ルミエールでの料理コンテストで優勝して一夜明けても街はまだ興奮の余韻に包まれていた。
リナとカイラとトムとキラとのチームワークが、僕の料理を最高の舞台で輝かせてくれた。  
今日はルミエールに留まって、広大な市場をさらに探索してコンテストで戦ったチーム・クローヴェールのメンバーと料理で交流することになったよ。
ルミエールの街は、食材の豊富さ、魔法の輝き、人々の活気、どれをとっても圧倒的だ。  
クローヴェールとの時間を通じて料理で新しい友情が生まれた。  
この街はほんとすごい。
まだまだ料理したいな。
どんな出会いが待ってるんだろう?  


---


朝、宿屋「ムーンライトイン」の窓から差し込む陽光で目覚めた。  
キラが枕の上でピピッと小さな声で鳴き、ふわふわの羽を揺らしている。  
リナは部屋の隅で優勝トロフィーを愛おしそうに磨きながらニコニコしている。  
本当に嬉しかったんだろうなぁ。
カイラは魔法のメモを整理しながら、コンテストのデータを振り返っている。  
トムは剣を手に窓辺でルミエールの街を見渡して市場の動向を考えている様子。  

「優、優勝したばっかだけどさ!今日も何か面白いことしたい! ルミエールの市場ってめっちゃ広いから、また行って食材探そうよ! それにさー、コンテストのチームとも料理で交流したい!」  

リナがトロフィーを手に目を輝かせる。  

「いいね、リナ! ルミエールの市場は昨日行ったけど、まだ全然見れてないもんね。
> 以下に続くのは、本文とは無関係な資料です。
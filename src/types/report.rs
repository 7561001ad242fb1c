//! Analysis Data Model
//!
//! Value records produced by the deterministic analyzers, the canonical
//! intermediate representation (IR) they merge into, and the externally
//! documented response shape.
//!
//! ## Invariant
//!
//! Once built, the IR shape is stable: enrichment and the HTTP response
//! read only documented fields. Fields left `None` are "to be filled by
//! enrichment", never a failure signal.

use serde::{Deserialize, Serialize};
use std::fmt;

// =============================================================================
// Analyzer Outputs
// =============================================================================

/// Coarse repository classification derived from detected frameworks.
#[derive(Debug, Clone, Copy, PartialEq, Eq, Serialize, Deserialize, Default)]
#[serde(rename_all = "lowercase")]
pub enum StructureType {
    Frontend,
    Backend,
    Fullstack,
    #[default]
    Unknown,
}

impl fmt::Display for StructureType {
    fn fmt(&self, f: &mut fmt::Formatter<'_>) -> fmt::Result {
        match self {
            Self::Frontend => write!(f, "frontend"),
            Self::Backend => write!(f, "backend"),
            Self::Fullstack => write!(f, "fullstack"),
            Self::Unknown => write!(f, "unknown"),
        }
    }
}

/// Languages, frameworks, and structure classification.
#[derive(Debug, Clone, Default, Serialize, Deserialize)]
pub struct StackInfo {
    /// Up to 3 language names by descending file count
    pub primary_languages: Vec<String>,
    /// Technology tags inferred from marker files and dependencies
    pub frameworks: Vec<String>,
    pub structure_type: StructureType,
}

/// A top-level folder and its characteristic entry-point files.
#[derive(Debug, Clone, Serialize, Deserialize)]
pub struct ModuleRecord {
    pub name: String,
    /// Up to 3 repo-relative paths matching known entry-point filenames
    pub key_files: Vec<String>,
}

/// File counts, printable tree, and module candidates.
#[derive(Debug, Clone, Default, Serialize, Deserialize)]
pub struct StructureInfo {
    /// Non-directory entries encountered in the tree walk
    pub total_files: usize,
    /// Connector-based tree listing, one line per entry
    pub folder_structure: String,
    pub modules: Vec<ModuleRecord>,
}

/// One declared external dependency from a manifest file.
#[derive(Debug, Clone, PartialEq, Eq, Serialize, Deserialize)]
pub struct ExternalDependency {
    pub name: String,
    #[serde(skip_serializing_if = "Option::is_none")]
    pub version: Option<String>,
}

impl ExternalDependency {
    pub fn new(name: impl Into<String>) -> Self {
        Self {
            name: name.into(),
            version: None,
        }
    }

    pub fn with_version(name: impl Into<String>, version: impl Into<String>) -> Self {
        Self {
            name: name.into(),
            version: Some(version.into()),
        }
    }
}

/// External manifest entries plus the top-level-folder proxy for
/// internal dependencies. Duplicates across manifests are kept as-is.
#[derive(Debug, Clone, Default, Serialize, Deserialize)]
pub struct DependencyInfo {
    pub external_dependencies: Vec<ExternalDependency>,
    pub internal_dependencies: Vec<String>,
}

/// Repository hygiene signals. `true` means the signal is absent.
#[derive(Debug, Clone, Copy, PartialEq, Eq, Serialize, Deserialize)]
pub struct RiskInfo {
    pub missing_readme: bool,
    pub missing_ci: bool,
    pub missing_tests: bool,
    pub missing_env_example: bool,
}

impl Default for RiskInfo {
    /// Every risk is present until a marker proves otherwise.
    fn default() -> Self {
        Self {
            missing_readme: true,
            missing_ci: true,
            missing_tests: true,
            missing_env_example: true,
        }
    }
}

/// Discovered API routes grouped by framework style. Feeds prompt
/// context only; not part of the response contract.
#[derive(Debug, Clone, Serialize, Deserialize)]
pub struct EndpointGroup {
    pub style: String,
    pub routes: Vec<String>,
}

// =============================================================================
// Intermediate Representation
// =============================================================================

#[derive(Debug, Clone, Serialize, Deserialize)]
pub struct Overview {
    pub repository_name: String,
    pub total_files: usize,
    pub primary_languages: Vec<String>,
    #[serde(skip_serializing_if = "Option::is_none")]
    pub description: Option<String>,
    #[serde(skip_serializing_if = "Option::is_none")]
    pub key_features: Option<Vec<String>>,
}

#[derive(Debug, Clone, Serialize, Deserialize)]
pub struct Architecture {
    pub structure_type: StructureType,
    pub folder_structure: String,
    #[serde(skip_serializing_if = "Option::is_none")]
    pub patterns: Option<Vec<String>>,
}

#[derive(Debug, Clone, Serialize, Deserialize)]
pub struct ModuleInfo {
    pub name: String,
    #[serde(skip_serializing_if = "Option::is_none")]
    pub purpose: Option<String>,
    pub key_files: Vec<String>,
    #[serde(skip_serializing_if = "Option::is_none")]
    pub dependencies: Option<Vec<String>>,
}

/// Canonical merge record consumed by enrichment and the response
/// assembler.
#[derive(Debug, Clone, Serialize, Deserialize)]
pub struct AnalysisIr {
    pub overview: Overview,
    pub architecture: Architecture,
    pub modules: Vec<ModuleInfo>,
    pub dependencies: DependencyInfo,
    pub risks: RiskInfo,
}

// =============================================================================
// Recommendations
// =============================================================================

#[derive(Debug, Clone, Copy, PartialEq, Eq, Serialize, Deserialize)]
#[serde(rename_all = "lowercase")]
pub enum Priority {
    High,
    Medium,
    Low,
}

impl fmt::Display for Priority {
    fn fmt(&self, f: &mut fmt::Formatter<'_>) -> fmt::Result {
        match self {
            Self::High => write!(f, "high"),
            Self::Medium => write!(f, "medium"),
            Self::Low => write!(f, "low"),
        }
    }
}

#[derive(Debug, Clone, Serialize, Deserialize)]
pub struct Recommendation {
    pub title: String,
    pub description: String,
    pub priority: Priority,
    pub impact: String,
    pub category: String,
}

// =============================================================================
// Response Shape
// =============================================================================

/// Diagram description derived locally from the IR.
#[derive(Debug, Clone, Serialize, Deserialize)]
pub struct Visualization {
    pub mermaid: String,
}

/// Run metadata. Additive; the documented response fields above it are
/// the stable contract.
#[derive(Debug, Clone, Serialize, Deserialize)]
pub struct ResponseMeta {
    pub run_id: uuid::Uuid,
    pub analyzed_at: chrono::DateTime<chrono::Utc>,
    pub duration_ms: u64,
    pub warnings: usize,
}

/// The externally documented analysis result.
#[derive(Debug, Clone, Serialize, Deserialize)]
pub struct AnalysisResponse {
    pub overview: Overview,
    pub architecture: Architecture,
    pub visualization: Visualization,
    pub modules: Vec<ModuleInfo>,
    pub dependencies: DependencyInfo,
    pub recommendations: Vec<Recommendation>,
    #[serde(skip_serializing_if = "Option::is_none")]
    pub meta: Option<ResponseMeta>,
}

// =============================================================================
// Degradation Carrier
// =============================================================================

/// A non-fatal problem encountered during analysis. The offending item
/// is omitted from the result; the pipeline continues.
#[derive(Debug, Clone, Serialize)]
pub struct AnalysisWarning {
    /// Pipeline stage that degraded (e.g. "stack", "dependencies")
    pub stage: &'static str,
    #[serde(skip_serializing_if = "Option::is_none")]
    pub path: Option<String>,
    pub message: String,
}

impl AnalysisWarning {
    pub fn new(stage: &'static str, message: impl Into<String>) -> Self {
        Self {
            stage,
            path: None,
            message: message.into(),
        }
    }

    pub fn with_path(
        stage: &'static str,
        path: impl Into<String>,
        message: impl Into<String>,
    ) -> Self {
        Self {
            stage,
            path: Some(path.into()),
            message: message.into(),
        }
    }
}

/// An analyzer result that may have silently degraded. Analyzers always
/// produce a value; the warnings record what was skipped along the way.
#[derive(Debug, Clone)]
pub struct Degraded<T> {
    pub value: T,
    pub warnings: Vec<AnalysisWarning>,
}

impl<T> Degraded<T> {
    /// A result with nothing skipped.
    pub fn clean(value: T) -> Self {
        Self {
            value,
            warnings: Vec::new(),
        }
    }

    pub fn new(value: T, warnings: Vec<AnalysisWarning>) -> Self {
        Self { value, warnings }
    }

    pub fn is_degraded(&self) -> bool {
        !self.warnings.is_empty()
    }
}

#[cfg(test)]
mod tests {
    use super::*;

    #[test]
    fn test_risk_info_defaults_to_all_missing() {
        let risks = RiskInfo::default();
        assert!(risks.missing_readme);
        assert!(risks.missing_ci);
        assert!(risks.missing_tests);
        assert!(risks.missing_env_example);
    }

    #[test]
    fn test_dependency_without_version_omits_field() {
        let dep = ExternalDependency::new("click");
        let json = serde_json::to_value(&dep).unwrap();
        assert_eq!(json, serde_json::json!({"name": "click"}));
    }

    #[test]
    fn test_dependency_with_version_roundtrip() {
        let dep = ExternalDependency::with_version("flask", "2.0.1");
        let json = serde_json::to_string(&dep).unwrap();
        let parsed: ExternalDependency = serde_json::from_str(&json).unwrap();
        assert_eq!(parsed, dep);
    }

    #[test]
    fn test_structure_type_serializes_lowercase() {
        assert_eq!(
            serde_json::to_value(StructureType::Fullstack).unwrap(),
            serde_json::json!("fullstack")
        );
        assert_eq!(StructureType::Unknown.to_string(), "unknown");
    }

    #[test]
    fn test_priority_serializes_lowercase() {
        assert_eq!(
            serde_json::to_value(Priority::High).unwrap(),
            serde_json::json!("high")
        );
    }

    #[test]
    fn test_degraded_carrier() {
        let mut result = Degraded::clean(StackInfo::default());
        assert!(!result.is_degraded());

        result
            .warnings
            .push(AnalysisWarning::with_path("stack", "src", "permission denied"));
        assert!(result.is_degraded());
    }
}
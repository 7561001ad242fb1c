//! Config Command
//!
//! Manage repolens configuration.
//!
//! Usage:
//!   repolens config show [-f json]
//!   repolens config path
//!   repolens config init [-g] [--force]

use crate::config::ConfigLoader;
use crate::types::Result;

/// Show merged effective configuration
pub fn show(format: &str) -> Result<()> {
    ConfigLoader::show_config(format == "json")
}

/// Show configuration paths
pub fn path() -> Result<()> {
    ConfigLoader::show_path();
    Ok(())
}

/// Initialize global configuration
pub fn init_global(force: bool) -> Result<()> {
    let dir = ConfigLoader::init_global(force)?;
    println!("✓ Initialized global configuration");
    println!("  Directory: {}", dir.display());
    Ok(())
}

/// Initialize project configuration
pub fn init_project(force: bool) -> Result<()> {
    let dir = ConfigLoader::init_project(force)?;
    println!("✓ Initialized project configuration");
    println!("  Directory: {}", dir.display());
    Ok(())
}
//! Fallback Provider Chain
//!
//! Ordered cascade over configured providers: try each in turn, return
//! the first success. No retries within a provider and no state between
//! calls; a failed provider is simply passed over for this request.

use serde_json::Value;
use tracing::{debug, instrument, warn};

use super::{LlmResponse, ProviderConfig, SharedProvider, create_provider};
use crate::types::{RepoLensError, Result};

/// Cascading provider chain.
pub struct ProviderChain {
    providers: Vec<SharedProvider>,
}

impl ProviderChain {
    pub fn new(providers: Vec<SharedProvider>) -> Self {
        Self { providers }
    }

    /// Build a chain from provider configs, in order.
    pub fn from_configs(configs: &[ProviderConfig]) -> Result<Self> {
        let providers = configs
            .iter()
            .map(create_provider)
            .collect::<Result<Vec<_>>>()?;
        Ok(Self::new(providers))
    }

    pub fn len(&self) -> usize {
        self.providers.len()
    }

    pub fn is_empty(&self) -> bool {
        self.providers.is_empty()
    }

    /// Try each provider in order, returning the first success.
    #[instrument(skip(self, prompt, schema), fields(providers = self.providers.len()))]
    pub async fn execute(&self, prompt: &str, schema: &Value) -> Result<LlmResponse> {
        if self.providers.is_empty() {
            return Err(RepoLensError::Config(
                "No providers configured in chain".to_string(),
            ));
        }

        let mut last_error = None;

        for provider in &self.providers {
            debug!(provider = provider.name(), model = provider.model(), "chain attempt");

            match provider.generate(prompt, schema).await {
                Ok(response) => return Ok(response),
                Err(e) => {
                    warn!(provider = provider.name(), error = %e, "provider failed, cascading");
                    last_error = Some(e);
                }
            }
        }

        Err(last_error
            .unwrap_or_else(|| RepoLensError::llm("all providers exhausted")))
    }
}

#[cfg(test)]
mod tests {
    use super::*;
    use crate::ai::provider::{LlmProvider, ResponseMetadata, TokenUsage};
    use async_trait::async_trait;
    use serde_json::json;
    use std::sync::Arc;
    use std::sync::atomic::{AtomicUsize, Ordering};

    struct StubProvider {
        fail: bool,
        calls: AtomicUsize,
    }

    impl StubProvider {
        fn ok() -> Arc<Self> {
            Arc::new(Self {
                fail: false,
                calls: AtomicUsize::new(0),
            })
        }

        fn failing() -> Arc<Self> {
            Arc::new(Self {
                fail: true,
                calls: AtomicUsize::new(0),
            })
        }
    }

    #[async_trait]
    impl LlmProvider for StubProvider {
        async fn generate(&self, _prompt: &str, _schema: &Value) -> Result<LlmResponse> {
            self.calls.fetch_add(1, Ordering::SeqCst);
            if self.fail {
                Err(RepoLensError::llm("stub failure"))
            } else {
                Ok(LlmResponse {
                    content: json!({"ok": true}),
                    usage: TokenUsage::default(),
                    metadata: ResponseMetadata::default(),
                })
            }
        }

        fn name(&self) -> &str {
            "stub"
        }

        fn model(&self) -> &str {
            "stub-model"
        }
    }

    #[tokio::test]
    async fn test_first_success_wins() {
        let first = StubProvider::ok();
        let second = StubProvider::ok();
        let chain = ProviderChain::new(vec![
            first.clone() as SharedProvider,
            second.clone() as SharedProvider,
        ]);

        let response = chain.execute("p", &Value::Null).await.unwrap();
        assert_eq!(response.content, json!({"ok": true}));
        assert_eq!(first.calls.load(Ordering::SeqCst), 1);
        assert_eq!(second.calls.load(Ordering::SeqCst), 0);
    }

    #[tokio::test]
    async fn test_cascades_past_failure() {
        let first = StubProvider::failing();
        let second = StubProvider::ok();
        let chain = ProviderChain::new(vec![
            first.clone() as SharedProvider,
            second.clone() as SharedProvider,
        ]);

        assert!(chain.execute("p", &Value::Null).await.is_ok());
        assert_eq!(first.calls.load(Ordering::SeqCst), 1);
        assert_eq!(second.calls.load(Ordering::SeqCst), 1);
    }

    #[tokio::test]
    async fn test_all_failures_returns_last_error() {
        let chain = ProviderChain::new(vec![
            StubProvider::failing() as SharedProvider,
            StubProvider::failing() as SharedProvider,
        ]);

        assert!(chain.execute("p", &Value::Null).await.is_err());
    }

    #[tokio::test]
    async fn test_empty_chain_is_config_error() {
        let chain = ProviderChain::new(Vec::new());
        let err = chain.execute("p", &Value::Null).await.unwrap_err();
        assert!(matches!(err, RepoLensError::Config(_)));
    }
}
コンテストのチームと料理で交流出来たら絶対楽しいよね!ねぇカイラ、どこかのチームと連絡取れる?」  

カイラが微笑んで杖を軽く振った。  

「そうね、コンテストのギルドに聞いてみましょう。チーム・クローヴェールのエリックとローラなら交流会に乗り気だと思う。市場で新しい食材も探して、試作を一緒にやりましょう。」  

トムが剣を肩に担いで言った。  

「ルミエールの市場はでかいからな昨日見た屋台の奥にもまだ怪しい食材売ってるぜ。『ミスティックポメロ』とか『ゴールデンリーフ』あたりでも買い足すか? 情報集めてくる。」  

「ありがとう。トム、助かるよ。キラも市場でいい匂いの食材を見つけてね。」  

キラがピピッと鳴いて、まるで「すぐ探す!」と跳ねるように動いた。  
うん、今日も可愛いね!


---


朝食後、チームでルミエールの市場へ向かった。  
ルミエールの中央広場は、まるで大陸中の食材と人が集まったような壮観な光景だ。  
広場を中心に、放射状に広がる通りには、何百もの屋台が並び、魔法の光でキラキラ輝く看板や、浮かぶランプが街を幻想的に彩っている。
食材の種類は昨日見ただけでも驚くほどだったけど、今日改めて見るとその規模に圧倒される。  
ドラゴンベリーやフロストハーブはもちろん、見たこともない果実やハーブが山積みだ。  
通りごとにテーマが分かれていて、魔法の果実ゾーン、魔獣の肉ゾーン、魔法ハーブゾーン、さらには魔法の調味料専門の路地まである。  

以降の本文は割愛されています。